Filtering the records below, copy only those lines that include the word "operations".

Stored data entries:
________________________
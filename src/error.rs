//! Error types shared across the store, pipeline and server

use std::path::PathBuf;

use crate::model::CollectionKind;

/// Result type for catalog operations
pub type Result<T> = std::result::Result<T, CatalogError>;

/// Error types for catalog operations
#[derive(thiserror::Error, Debug)]
pub enum CatalogError {
    #[error("IO error: {0}")]
    Io(#[from] std::io::Error),

    #[error("HTTP error: {0}")]
    Http(#[from] reqwest::Error),

    #[error("JSON error: {0}")]
    Json(#[from] serde_json::Error),

    #[error("Failed to persist {collection} collection to {}: {source}", path.display())]
    Persistence {
        collection: CollectionKind,
        path: PathBuf,
        #[source]
        source: std::io::Error,
    },

    #[error("No films found with rating >= {min_rating} stars")]
    NoQualifyingFilms { min_rating: f32 },

    #[error("Metadata service error: {0}")]
    Metadata(String),

    #[error("Scrape error: {0}")]
    Scrape(String),

    #[error("Configuration error: {0}")]
    Configuration(String),

    #[error("Unknown catalog: {0}")]
    UnknownCatalog(String),
}

impl CatalogError {
    /// Whether the failure came from a remote service and may succeed on the next scheduled run
    pub fn is_transient(&self) -> bool {
        match self {
            CatalogError::Http(e) => e.is_timeout() || e.is_connect() || e.is_request(),
            CatalogError::Metadata(_) | CatalogError::Scrape(_) => true,
            _ => false,
        }
    }
}
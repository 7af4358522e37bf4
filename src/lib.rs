//! Letterboxd → Stremio catalogs
//!
//! Scrapes a user's top-rated films, enriches them with runtime and poster art,
//! moves films that leave the recent window into short and long collections, and
//! serves all three as paginated addon catalogs.

pub mod api;
pub mod cache;
pub mod config;
pub mod enrichment;
pub mod error;
pub mod migration;
pub mod model;
pub mod pipeline;
pub mod scraper;
pub mod store;

// Re-export main types for easy access
pub use crate::api::{build_router, ApiServer, AppState};
pub use crate::cache::CatalogCache;
pub use crate::config::{Config, ConfigBuilder};
pub use crate::enrichment::{EnrichmentGateway, MetadataProvider, TmdbClient};
pub use crate::error::{CatalogError, Result};
pub use crate::migration::{migrate, CrossBucketPolicy, MigrationEngine, MigrationOutcome, MigrationStats};
pub use crate::model::{CollectionKind, FilmRecord, RawFilmCandidate};
pub use crate::pipeline::{UpdatePipeline, UpdateReport};
pub use crate::scraper::{FilmFeed, LetterboxdScraper};
pub use crate::store::{RecordStore, StoreSnapshot};
#[derive(Debug, Clone, Serialize, Deserialize)]
#[serde(default)]
pub struct EnrichmentConfig {
    /// TMDB API key; enrichment degrades to fallback records without it
    pub tmdb_api_key: Option<String>,

    pub tmdb_base_url: String,

    /// Prefix for poster paths returned by TMDB
    pub tmdb_image_base_url: String,

    /// Image service resolving posters and logos by IMDb id
    pub metahub_base_url: String,

    /// HTTP request timeout in seconds
    pub request_timeout_seconds: u64,

    /// Pause between successive lookups during an update run
    pub request_delay_ms: u64,
}

#[derive(Debug, Clone, Serialize, Deserialize)]
#[serde(default)]
pub struct MigrationConfig {
    /// Films at or above this runtime go to the long collection
    pub runtime_threshold_minutes: u32,

    /// What to do when a departed film already lives in the other bucket
    pub cross_bucket_policy: CrossBucketPolicy,
}

#[derive(Debug, Clone, Serialize, Deserialize)]
#[serde(default)]
pub struct AddonConfig {
    /// Manifest id prefix, e.g. `com.letterboxd` gives `com.letterboxd.short`
    pub id_prefix: String,

    /// Catalog id prefix, e.g. `letterboxd` gives `letterboxd_short`
    pub catalog_prefix: String,

    /// Human readable name used in manifests
    pub display_name: String,

    pub version: String,

    pub logo: Option<String>,
}

#[derive(Debug, Clone, Serialize, Deserialize)]
#[serde(default)]
pub struct LoggingConfig {
    /// Default level when RUST_LOG is not set
    pub level: String,
}

impl Default for ServerConfig {
    fn default() -> Self {
        Self {
            host: "0.0.0.0".to_string(),
            port: 3000,
            base_url: "http://localhost:3000".to_string(),
            page_size: 100,
            shuffle_interval_hours: 12,
            reload_interval_secs: 3600,
            serve_time_enrichment: true,
        }
    }
}

impl Default for StorageConfig {
    fn default() -> Self {
        Self {
            data_dir: PathBuf::from("."),
            recent_file: "current_10.json".to_string(),
            short_file: "films-short.json".to_string(),
            long_file: "films-long.json".to_string(),
        }
    }
}
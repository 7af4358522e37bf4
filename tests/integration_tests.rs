use std::collections::HashSet;
use tempfile::TempDir;
use tokio::fs;

use letterboxd_stremio::config::StorageConfig;
use letterboxd_stremio::migration::{migrate, CrossBucketPolicy, MigrationEngine};
use letterboxd_stremio::model::{CollectionKind, FilmRecord};
use letterboxd_stremio::pipeline::migrate_window;
use letterboxd_stremio::RecordStore;

fn film(id: &str, runtime: u32) -> FilmRecord {
    FilmRecord::new(id, format!("Film {}", id), "2010").with_runtime(runtime)
}

fn id_set(films: &[FilmRecord]) -> HashSet<String> {
    films.iter().map(|f| f.id.clone()).collect()
}

async fn store_in(dir: &TempDir) -> RecordStore {
    RecordStore::open(StorageConfig {
        data_dir: dir.path().to_path_buf(),
        ..StorageConfig::default()
    })
    .await
}

#[tokio::test]
async fn test_worked_example_through_storage() {
    let temp_dir = TempDir::new().unwrap();
    let store = store_in(&temp_dir).await;
    let engine = MigrationEngine::default();

    store
        .write_collection(CollectionKind::Recent, &[film("A", 95), film("B", 130), film("C", 0)])
        .await
        .unwrap();
    store.write_collection(CollectionKind::Short, &[film("X", 80)]).await.unwrap();

    let new_recent = vec![film("D", 100), film("A", 95)];
    let (stats, counts) = migrate_window(&store, &engine, &new_recent, 10).await.unwrap();

    assert_eq!(stats.migrated, 2);
    assert_eq!(stats.to_short, 1);
    assert_eq!(stats.to_long, 1);
    assert_eq!(counts.recent, 2);

    let short = store.read_collection(CollectionKind::Short).await;
    let long = store.read_collection(CollectionKind::Long).await;
    let recent = store.read_collection(CollectionKind::Recent).await;
    assert_eq!(short.iter().map(|f| f.id.as_str()).collect::<Vec<_>>(), vec!["X", "C"]);
    assert_eq!(long.iter().map(|f| f.id.as_str()).collect::<Vec<_>>(), vec!["B"]);
    assert_eq!(recent, new_recent);
}

#[tokio::test]
async fn test_rerunning_a_migration_is_idempotent() {
    let temp_dir = TempDir::new().unwrap();
    let store = store_in(&temp_dir).await;
    let engine = MigrationEngine::default();

    store
        .write_collection(CollectionKind::Recent, &[film("A", 95), film("B", 130)])
        .await
        .unwrap();
    let new_recent = vec![film("C", 100)];
    migrate_window(&store, &engine, &new_recent, 10).await.unwrap();
    let short_once = fs::read_to_string(temp_dir.path().join("films-short.json")).await.unwrap();
    let long_once = fs::read_to_string(temp_dir.path().join("films-long.json")).await.unwrap();

    // Simulate a crash before recent was replaced, then retry
    store
        .write_collection(CollectionKind::Recent, &[film("A", 95), film("B", 130)])
        .await
        .unwrap();
    let (stats, _) = migrate_window(&store, &engine, &new_recent, 10).await.unwrap();

    assert_eq!(stats.duplicates_removed(), 2);
    assert_eq!(
        fs::read_to_string(temp_dir.path().join("films-short.json")).await.unwrap(),
        short_once
    );
    assert_eq!(
        fs::read_to_string(temp_dir.path().join("films-long.json")).await.unwrap(),
        long_once
    );
}

#[tokio::test]
async fn test_full_overlap_writes_nothing() {
    let temp_dir = TempDir::new().unwrap();
    let store = store_in(&temp_dir).await;
    let engine = MigrationEngine::default();

    let window = vec![film("A", 95), film("B", 130)];
    store.write_collection(CollectionKind::Recent, &window).await.unwrap();

    let (stats, _) = migrate_window(&store, &engine, &window, 10).await.unwrap();

    assert_eq!(stats.migrated, 0);
    assert!(!temp_dir.path().join("films-short.json").exists());
    assert!(!temp_dir.path().join("films-long.json").exists());
}

#[test]
fn test_partition_is_complete() {
    let previous: Vec<FilmRecord> = (0..40u32).map(|i| film(&format!("tt{:07}", i), i * 7)).collect();
    let new_recent: Vec<FilmRecord> = previous.iter().skip(30).cloned().collect();
    let short = vec![film("tt9000001", 60)];
    let long = vec![film("tt9000002", 200)];

    let outcome = migrate(&previous, &new_recent, &short, &long);

    let departed = id_set(&previous[..30]);
    let short_ids = id_set(&outcome.short);
    let long_ids = id_set(&outcome.long);

    assert!(departed.iter().all(|id| short_ids.contains(id) || long_ids.contains(id)));
    assert!(short_ids.is_disjoint(&long_ids));
    assert!(outcome
        .short
        .iter()
        .filter(|f| departed.contains(&f.id))
        .all(|f| f.known_runtime().map_or(true, |m| m < 120)));
    assert!(outcome
        .long
        .iter()
        .filter(|f| departed.contains(&f.id))
        .all(|f| f.known_runtime().map_or(false, |m| m >= 120)));
}

#[test]
fn test_reclassify_moves_film_between_buckets() {
    let engine = MigrationEngine::new(120, CrossBucketPolicy::Reclassify);
    let outcome = engine.migrate(&[film("A", 150)], &[], &[film("A", 90), film("S", 80)], &[]);

    assert_eq!(id_set(&outcome.short), id_set(&[film("S", 80)]));
    assert_eq!(id_set(&outcome.long), id_set(&[film("A", 150)]));
    assert_eq!(outcome.stats.cross_bucket_conflicts, 1);
}

#[tokio::test]
async fn test_oversized_window_loses_no_films() {
    let temp_dir = TempDir::new().unwrap();
    let store = store_in(&temp_dir).await;
    let engine = MigrationEngine::default();

    store
        .write_collection(CollectionKind::Recent, &[film("a", 90), film("b", 90), film("c", 150)])
        .await
        .unwrap();

    // Only the first three fit, so "c" leaves the window now
    let oversized = vec![film("d", 90), film("a", 90), film("b", 90), film("c", 150)];
    let (stats, counts) = migrate_window(&store, &engine, &oversized, 3).await.unwrap();
    assert_eq!(stats.migrated, 1);
    assert_eq!(counts.recent, 3);
    assert!(id_set(&store.read_collection(CollectionKind::Long).await).contains("c"));

    migrate_window(&store, &engine, &[film("x", 90), film("y", 90)], 2).await.unwrap();

    let mut all = id_set(&store.read_collection(CollectionKind::Recent).await);
    all.extend(id_set(&store.read_collection(CollectionKind::Short).await));
    all.extend(id_set(&store.read_collection(CollectionKind::Long).await));
    for id in ["a", "b", "c", "d", "x", "y"] {
        assert!(all.contains(id), "film {} missing from every collection", id);
    }
}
________________________
> _RESPONSE BOX_
/// Result type for catalog operations
/// Error types for catalog operations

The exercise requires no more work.